W zeszłym tygodniu (tekst trochę poleżał na dysku) oczęta me ujrzały artykuł o dość intrygującym tytule „Namaszczony mimo woli. Szpital pozwany za naruszenie swobody sumienia”. Spodziewałem się tekstu o tym, że chory został w jakiś sposób zmuszony do przyjęcia tegoż sakramentu, a następnie wydobrzał i usiłuje dochodzić swoich praw. Prawda jednakże była nieco bardziej przyziemna. Nikt chorego nie zmuszał, bo był on w śpiączce. Kapłan go po prostu namaścił, a sam zainteresowany dowiedział się o tym później, w trakcie przeglądania dokumentacji medycznej. Nie za bardzo wiadomo, co się działo potem (tzn. jak przebiegały kontakty na linii pacjent – szpital – kapłan), ale musiało to być w niezbyt miłej atmosferze. Jak sam tytuł wskazuje – sprawa znalazła finał w sądzie.

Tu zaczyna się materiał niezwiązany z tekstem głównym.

//! In-process adapters.
//!
//! These back the fixture server mode and the test suites. Each adapter
//! keeps its state behind `Arc<RwLock<..>>` (or a `Mutex` where every call
//! mutates) so clones share one store.

mod catalog;
mod chunks;
mod queue;
mod status;
mod warehouse;

pub use catalog::InMemorySensorCatalog;
pub use chunks::InMemoryChunkStore;
pub use queue::{DEFAULT_MAX_ATTEMPTS, InMemoryDatadumpQueue};
pub use status::InMemoryJobStatusStore;
pub use warehouse::InMemoryObservationWarehouse;
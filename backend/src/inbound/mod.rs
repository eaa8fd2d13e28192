//! Inbound adapters that translate external requests into domain service
//! calls while keeping framework details at the edge.
//!
//! HTTP handlers live under [`http`]; the datadump worker binary drives the
//! domain directly from the job queue.

pub mod http;
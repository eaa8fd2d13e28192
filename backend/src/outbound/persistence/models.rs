//! Internal Diesel row structs for the datadump tables.
//!
//! These never leave the persistence layer; adapters convert them to
//! domain types.

use diesel::prelude::*;
use uuid::Uuid;

use super::schema::{datadump_jobs, datadumps};

/// Row read back from `datadumps`.
#[derive(Debug, Clone, Queryable, Selectable)]
#[diesel(table_name = datadumps)]
#[diesel(check_for_backend(diesel::pg::Pg))]
pub(crate) struct DatadumpRow {
    pub request: Uuid,
    pub part: i32,
    pub total: i32,
    pub data: String,
}

/// Insertable chunk.
#[derive(Debug, Clone, Insertable)]
#[diesel(table_name = datadumps)]
pub(crate) struct NewDatadumpRow<'a> {
    pub request: Uuid,
    pub part: i32,
    pub total: i32,
    pub data: &'a str,
}

/// Insertable queue entry; state and timestamps take column defaults.
#[derive(Debug, Clone, Insertable)]
#[diesel(table_name = datadump_jobs)]
pub(crate) struct NewDatadumpJobRow {
    pub ticket: Uuid,
    pub payload: serde_json::Value,
}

Zachowanie skarżącego nie mogło ujść uwadze naszych katolickich publicystów. W niniejszym tekście pochylę się nad felietonem Szymona Hołowni. Dlaczego akurat nad nim będę się pastwił? Ano dlatego, że pod płaszczykiem ugrzecznionej retoryki kryje się najzwyklejsza w świecie bezczelność.

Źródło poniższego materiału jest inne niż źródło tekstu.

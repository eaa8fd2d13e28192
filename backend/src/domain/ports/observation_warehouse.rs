//! Port for the columnar observation warehouse.
//!
//! One table per feature-of-interest holds the key columns `node_id`,
//! `datetime`, `meta_id` and `sensor` plus one column per observed property.

use async_trait::async_trait;
use chrono::NaiveDateTime;
use serde_json::{Map, Value};

use crate::domain::{
    AggregateFunction, AggregateInterval, NodeId, ObservationRow, SensorName, TableQuery,
    TimeWindow, WindowPage,
};

use super::define_port_error;

define_port_error! {
    /// Errors raised by warehouse adapters.
    pub enum ObservationWarehouseError {
        /// Warehouse connection could not be established.
        Connection { message: String } =>
            "warehouse connection failed: {message}",
        /// Query failed during execution or row conversion.
        Query { message: String } =>
            "warehouse query failed: {message}",
    }
}

/// Bucketed aggregation over one node's observations in one table.
#[derive(Debug, Clone, PartialEq)]
pub struct AggregateQuery {
    pub table: String,
    pub node: NodeId,
    pub sensors: Vec<SensorName>,
    pub window: TimeWindow,
    pub interval: AggregateInterval,
    pub function: AggregateFunction,
    /// Property columns the function is applied to.
    pub properties: Vec<String>,
}

/// One non-empty bucket of an aggregation.
#[derive(Debug, Clone, PartialEq)]
pub struct AggregateRow {
    pub bucket: NaiveDateTime,
    pub count: u64,
    pub values: Map<String, Value>,
}

/// Port for reading observation tables.
#[cfg_attr(test, mockall::automock)]
#[async_trait]
pub trait ObservationWarehouse: Send + Sync {
    /// Column names of `table`, or `None` when the table does not exist.
    async fn describe_table(
        &self,
        table: &str,
    ) -> Result<Option<Vec<String>>, ObservationWarehouseError>;

    /// Rows matching `query`, honouring its limit and offset.
    async fn fetch(&self, query: &TableQuery) -> Result<Vec<ObservationRow>, ObservationWarehouseError>;

    /// One keyset page of rows matching `query`, in page order.
    ///
    /// The query's own limit and offset are ignored; the page carries them.
    async fn fetch_window(
        &self,
        query: &TableQuery,
        page: &WindowPage,
    ) -> Result<Vec<ObservationRow>, ObservationWarehouseError>;

    /// Number of rows `fetch` would return for `query`.
    async fn count(&self, query: &TableQuery) -> Result<u64, ObservationWarehouseError>;

    /// Buckets for `query`, ordered by bucket start.
    async fn aggregate(
        &self,
        query: &AggregateQuery,
    ) -> Result<Vec<AggregateRow>, ObservationWarehouseError>;
}
//! Server construction and middleware wiring.

mod config;
#[cfg(feature = "metrics")]
mod metrics;
mod state_builders;

pub use config::{ServerConfig, connect_stores};

#[cfg(feature = "metrics")]
use metrics::MetricsLayer;
use state_builders::{BuiltServices, build_services};

use actix_web::dev::{Server, ServiceFactory, ServiceRequest, ServiceResponse};
use actix_web::{App, HttpServer, web};
use tracing::info;

use sensornet::Trace;
#[cfg(debug_assertions)]
use sensornet::doc::ApiDoc;
use sensornet::inbound::http::health::{HealthState, live, ready};
use sensornet::inbound::http::routes;
use sensornet::inbound::http::state::HttpState;
#[cfg(debug_assertions)]
use utoipa::OpenApi;
#[cfg(debug_assertions)]
use utoipa_swagger_ui::SwaggerUi;

#[derive(Clone)]
struct AppDependencies {
    health_state: web::Data<HealthState>,
    http_state: web::Data<HttpState>,
}

fn build_app(
    deps: AppDependencies,
) -> App<
    impl ServiceFactory<
        ServiceRequest,
        Config = (),
        Response = ServiceResponse,
        Error = actix_web::Error,
        InitError = (),
    >,
> {
    let AppDependencies {
        health_state,
        http_state,
    } = deps;

    let app = App::new()
        .app_data(health_state)
        .app_data(http_state)
        .wrap(Trace)
        .configure(routes)
        .service(ready)
        .service(live);

    #[cfg(debug_assertions)]
    let app = app.service(SwaggerUi::new("/docs").url("/api-docs/openapi.json", ApiDoc::openapi()));
    #[cfg(not(debug_assertions))]
    let app = app;

    app
}

/// Construct an Actix HTTP server using the provided health state and configuration.
///
/// When the configuration asks for it, or the job queue only exists in this
/// process, a datadump worker is spawned on the current runtime alongside
/// the listener.
///
/// # Errors
/// Propagates [`std::io::Error`] when binding the socket or starting the server fails.
pub fn create_server(
    health_state: web::Data<HealthState>,
    config: ServerConfig,
) -> std::io::Result<Server> {
    let server_health_state = health_state.clone();
    let BuiltServices { http_state, worker } = build_services(&config);
    let poll_interval = config.worker_poll_interval;

    #[cfg(feature = "metrics")]
    let metrics_layer = MetricsLayer::from_option(config.prometheus);

    let server = HttpServer::new(move || {
        let app = build_app(AppDependencies {
            health_state: server_health_state.clone(),
            http_state: http_state.clone(),
        });

        #[cfg(feature = "metrics")]
        let app = app.wrap(metrics_layer.clone());

        app
    })
    .bind(config.bind_addr)?
    .run();

    if let Some(worker) = worker {
        info!(worker = worker.worker_id(), "spawning inline datadump worker");
        actix_web::rt::spawn(async move {
            worker
                .run_until(poll_interval, std::future::pending::<()>())
                .await;
        });
    }

    health_state.mark_ready();
    Ok(server)
}

#[cfg(test)]
mod tests {
    use super::*;
    use actix_web::http::StatusCode;
    use actix_web::test as actix_test;
    use rstest::rstest;

    fn deps() -> AppDependencies {
        let config = ServerConfig::new("127.0.0.1:0".parse().expect("literal address"));
        AppDependencies {
            health_state: web::Data::new(HealthState::new()),
            http_state: build_services(&config).http_state,
        }
    }

    #[rstest]
    #[case("/health/live", StatusCode::OK)]
    #[case("/health/ready", StatusCode::SERVICE_UNAVAILABLE)]
    #[case("/sensor-networks", StatusCode::OK)]
    #[case("/sensor-networks/atlantis", StatusCode::BAD_REQUEST)]
    #[actix_web::test]
    async fn app_serves_probes_and_the_api(#[case] uri: &str, #[case] expected: StatusCode) {
        let app = actix_test::init_service(build_app(deps())).await;

        let response =
            actix_test::call_service(&app, actix_test::TestRequest::get().uri(uri).to_request())
                .await;

        assert_eq!(response.status(), expected, "{uri}");
    }

    #[rstest]
    #[actix_web::test]
    async fn responses_carry_a_trace_id() {
        let app = actix_test::init_service(build_app(deps())).await;

        let response = actix_test::call_service(
            &app,
            actix_test::TestRequest::get().uri("/health/live").to_request(),
        )
        .await;

        assert!(
            response
                .headers()
                .contains_key(sensornet::domain::TRACE_ID_HEADER)
        );
    }
}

Już sam wstęp sugeruje, że „będzie się działo”:

Polska ma naprawdę najbardziej wierzących ateistów na świecie.”

Taki wstęp na pierwszy rzut oka sprawia wrażenie typowej anty-ateistycznej „gadki”. Chodzi mi rzecz jasna o to, że zdaniem fanatyków religijnych ateiści są fanatycznymi wyznawcami tego, że boga nie ma. Jest to cokolwiek bezsensowne, ale nie mnie to oceniać. Jednakże tutaj mamy do czynienia z Szymonem Hołownią, który nigdy nie odwołuje się do tego rodzaju jarmarcznej retoryki. W tym przypadku mamy do czynienia z umiejętnym budowaniem napięcia.

Jednemu z nich, gdy był w śpiączce, szpitalny kapelan udzielił namaszczenia chorych, a pacjent – gdy się po kilku miesiącach o tym dowiedział – doznał załamania nerwowego i znalazł się 
w stanie przedzawałowym. Sąd Najwyższy uznał, że ma prawo walczyć o odszkodowanie, bo to, 
co się stało, sponiewierało wolność sumienia ateisty.”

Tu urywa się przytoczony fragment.